(Reuters) - Celebration has given way to concern among Bostonians as the United States Olympic Committee (USOC) on Friday went about the business of shoring up support for the U.S. city bidding to host the 2024 Olympics.
Boston was unveiled as the surprise choice over two-time host Los Angeles, San Francisco and Washington in January and enthusiasm for staging an Olympics has eroded dramatically since then.
A poll last month found more Boston residents opposed to the Games than for hosting them.
Results of the survey, conducted Feb. 12-15 and reported in the Boston Globe, indicated 46 percent of Boston-area residents against the bid.
That represents a significant drop from a January poll that had 51 percent supporting the bid and 33 percent against.
USOC CEO Scott Blackmun admitted he would like to see stronger backing but with the race to secure the 2024 Games just underway, he was confident Bostonians would eventually get behind the effort.
“Do we wish the approval ratings were higher than 46 percent, absolutely we do but candidly it is much more important those numbers be high two-and-a-half years from now,” Blackmun told reporters following a board of directors meeting in Washington.

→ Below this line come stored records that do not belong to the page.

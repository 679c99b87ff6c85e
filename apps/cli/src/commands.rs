use anyhow::Context;
use clap::{Args, Subcommand};
use sdoh_exchange::{profiles, Consent, ConsentRepository, FhirResource, SdohProfile, SearchParams};
use sdoh_fhir_client::{FhirClient, RestClient, RestClientOptions};
use serde::Serialize;
use std::io::{self, Read, Write};
use std::path::{Path, PathBuf};
use std::sync::Arc;

use crate::config::Config;

#[derive(Subcommand, Debug)]
pub enum Command {
    /// List the SDOH profile catalog
    Profiles {
        /// Print as a JSON object instead of a table
        #[arg(long)]
        json: bool,

        /// Show a single category (e.g. `consent`, `service-request`)
        category: Option<String>,
    },

    /// Work with Consent resources on the EHR
    #[command(subcommand)]
    Consent(ConsentCommand),
}

#[derive(Subcommand, Debug)]
pub enum ConsentCommand {
    /// Read a Consent by id
    Read { id: String },

    /// Search Consents with `name=value` criteria
    Search(SearchArgs),

    /// Create a Consent from a JSON file (`-` for stdin)
    Create {
        file: PathBuf,

        /// Do not add the SDOHCC-Consent profile to meta.profile
        #[arg(long)]
        no_profile: bool,
    },

    /// Replace a Consent from a JSON file (`-` for stdin); the id is taken from the resource
    Update { file: PathBuf },

    /// Delete a Consent by id
    Delete { id: String },
}

#[derive(Args, Debug)]
pub struct SearchArgs {
    /// Search criteria, e.g. `patient=Patient/123 status=active`
    #[arg(value_parser = parse_criterion)]
    pub criteria: Vec<(String, String)>,

    /// Page size (`_count`)
    #[arg(long)]
    pub count: Option<u32>,
}

pub async fn run(command: Command, config: &Config) -> anyhow::Result<()> {
    let mut stdout = io::stdout().lock();

    match command {
        Command::Profiles { json, category } => {
            let selected = match category {
                Some(name) => vec![name.parse::<SdohProfile>()?],
                None => SdohProfile::ALL.to_vec(),
            };
            write_profiles(&mut stdout, &selected, json)?;
        }
        Command::Consent(command) => {
            let repo = consent_repository(config)?;
            run_consent(command, &repo, &mut stdout).await?;
        }
    }

    stdout.flush()?;
    Ok(())
}

fn consent_repository(config: &Config) -> anyhow::Result<ConsentRepository> {
    config
        .ehr
        .validate()
        .map_err(|e| anyhow::anyhow!("Invalid configuration: {e}"))?;

    let client = RestClient::with_options(
        config.ehr.base_url.clone(),
        RestClientOptions {
            timeout: config.ehr.timeout(),
            bearer_token: config.ehr.token.clone(),
        },
    )
    .context("Failed to create FHIR client")?;

    tracing::info!(base_url = client.base_url(), "Using EHR FHIR endpoint");

    Ok(ConsentRepository::new(Arc::new(client)).with_max_pages(config.ehr.max_pages))
}

async fn run_consent(
    command: ConsentCommand,
    repo: &ConsentRepository,
    out: &mut impl Write,
) -> anyhow::Result<()> {
    match command {
        ConsentCommand::Read { id } => {
            let consent = repo.get(&id).await?;
            write_json(out, &consent)?;
        }
        ConsentCommand::Search(args) => {
            let mut params = SearchParams {
                params: args.criteria,
                count: None,
            };
            if let Some(count) = args.count {
                params = params.with_count(count);
            }
            let found = repo.search(&params).await?;
            tracing::info!(count = found.len(), "Search finished");
            write_json(out, &found)?;
        }
        ConsentCommand::Create { file, no_profile } => {
            let mut consent = read_consent(&file)?;
            if !no_profile && consent.ensure_profile(profiles::CONSENT) {
                tracing::debug!("Stamped SDOHCC-Consent profile");
            }
            let stored = repo.create(&consent).await?;
            write_json(out, &stored)?;
        }
        ConsentCommand::Update { file } => {
            let consent = read_consent(&file)?;
            let stored = repo.update(&consent).await?;
            write_json(out, &stored)?;
        }
        ConsentCommand::Delete { id } => {
            repo.delete(&id).await?;
            writeln!(out, "Deleted Consent/{id}")?;
        }
    }
    Ok(())
}

fn read_consent(path: &Path) -> anyhow::Result<Consent> {
    let raw = if path == Path::new("-") {
        let mut buf = String::new();
        io::stdin()
            .read_to_string(&mut buf)
            .context("Failed to read Consent from stdin")?;
        buf
    } else {
        std::fs::read_to_string(path)
            .with_context(|| format!("Failed to read {}", path.display()))?
    };

    serde_json::from_str(&raw).with_context(|| format!("{} is not a valid Consent", path.display()))
}

fn write_json<T: Serialize>(out: &mut impl Write, value: &T) -> anyhow::Result<()> {
    serde_json::to_writer_pretty(&mut *out, value)?;
    writeln!(out)?;
    Ok(())
}

fn write_profiles(out: &mut impl Write, selected: &[SdohProfile], json: bool) -> anyhow::Result<()> {
    if json {
        let map: serde_json::Map<String, serde_json::Value> = selected
            .iter()
            .map(|p| (p.name().to_string(), p.uri().into()))
            .collect();
        return write_json(out, &map);
    }

    let width = selected.iter().map(|p| p.name().len()).max().unwrap_or(0);
    for profile in selected {
        writeln!(out, "{:<width$}  {}", profile.name(), profile.uri())?;
    }
    Ok(())
}

fn parse_criterion(raw: &str) -> Result<(String, String), String> {
    let Some((name, value)) = raw.split_once('=') else {
        return Err(format!("expected name=value, got {raw:?}"));
    };
    if name.is_empty() {
        return Err(format!("search parameter name is empty in {raw:?}"));
    }
    Ok((name.to_string(), value.to_string()))
}
//! The client handle consumed by resource repositories

use crate::error::Result;
use crate::models::{Bundle, SearchParams};
use async_trait::async_trait;
use serde_json::Value;

/// Remote operations against a FHIR endpoint.
///
/// Resources travel as raw JSON; typing happens one layer up, in the
/// repositories. Implementations must be shareable across tasks since a
/// single handle is injected into every repository.
#[async_trait]
pub trait FhirClient: Send + Sync {
    /// Service base URL, without a trailing slash.
    fn base_url(&self) -> &str;

    /// `GET [base]/[type]/[id]`. A missing or deleted resource is `Ok(None)`.
    async fn read(&self, resource_type: &str, id: &str) -> Result<Option<Value>>;

    /// `POST [base]/[type]`, returning the stored representation.
    async fn create(&self, resource_type: &str, resource: &Value) -> Result<Value>;

    /// `PUT [base]/[type]/[id]`, returning the stored representation.
    async fn update(&self, resource_type: &str, id: &str, resource: &Value) -> Result<Value>;

    /// `DELETE [base]/[type]/[id]`
    async fn delete(&self, resource_type: &str, id: &str) -> Result<()>;

    /// `GET [base]/[type]?params`, first page only.
    async fn search(&self, resource_type: &str, params: &SearchParams) -> Result<Bundle>;

    /// Follow an absolute paging link returned in a previous Bundle.
    async fn fetch_page(&self, url: &str) -> Result<Bundle>;
}
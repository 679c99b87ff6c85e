//! Logging initialization for the `sdoh` binary
//!
//! Logs go to stderr so that resource JSON printed on stdout can be piped.
//! `RUST_LOG` overrides the configured level.

use tracing_subscriber::{fmt, layer::SubscriberExt, util::SubscriberInitExt, EnvFilter};

use crate::config::LoggingConfig;

pub fn init_logging(config: &LoggingConfig) -> anyhow::Result<()> {
    let env_filter = build_env_filter(config);
    let subscriber = tracing_subscriber::registry().with(env_filter);

    if config.json {
        let layer = fmt::layer()
            .json()
            .with_current_span(true)
            .with_span_list(false)
            .with_writer(std::io::stderr);
        subscriber.with(layer).try_init()?;
    } else {
        let layer = fmt::layer()
            .with_target(true)
            .with_thread_ids(false)
            .with_writer(std::io::stderr);
        subscriber.with(layer).try_init()?;
    }

    tracing::debug!(level = %config.level, json = config.json, "Logging initialized");
    Ok(())
}

fn build_env_filter(config: &LoggingConfig) -> EnvFilter {
    EnvFilter::try_from_default_env().unwrap_or_else(|_| EnvFilter::new(default_directives(&config.level)))
}

/// Our crates at the configured level; HTTP internals stay quiet.
fn default_directives(level: &str) -> String {
    let level = level.to_ascii_lowercase();
    format!(
        "sdoh={level},sdoh_exchange={level},sdoh_fhir_client={level},reqwest=warn,hyper=warn"
    )
}

#[cfg(test)]
mod tests {
    use super::*;

    #[test]
    fn directives_cover_workspace_crates() {
        let directives = default_directives("DEBUG");
        assert!(directives.starts_with("sdoh=debug,"));
        assert!(directives.contains("sdoh_exchange=debug"));
        assert!(directives.contains("sdoh_fhir_client=debug"));
        assert!(directives.contains("hyper=warn"));
    }
}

“We have plenty of time to allow this trajectory to unfold and complete confidence in Boston 2024’s ability to do that.
“What we need to do first and foremost is assure the people of Boston that this is a fiscally responsible bid.”
A decision on the 2024 host will be made by the International Olympic Committee (IOC) in mid-2017.
When selecting a host city, the IOC is sensitive to protests, not wanting to put the Games where they are not wanted.
While there is no major worry at the moment, a prolonged and coordinated campaign against staging the 2024 showcase could seriously undermined USOC plans.
“People of Boston are really smart, they are asking some really good questions and I think after this process has run its course, people of Boston will have confidence on the most important issue of all here — can we do this without tapping into the resources of the city of Boston,” said Blackmun.
Boston will be up against Rome and Germany, which has announced that it will bid through Berlin or Hamburg. A string of potential hosts, including Istanbul, Paris, Doha and a city from Africa, are also considering bids.
Cities have until September to put in a bid.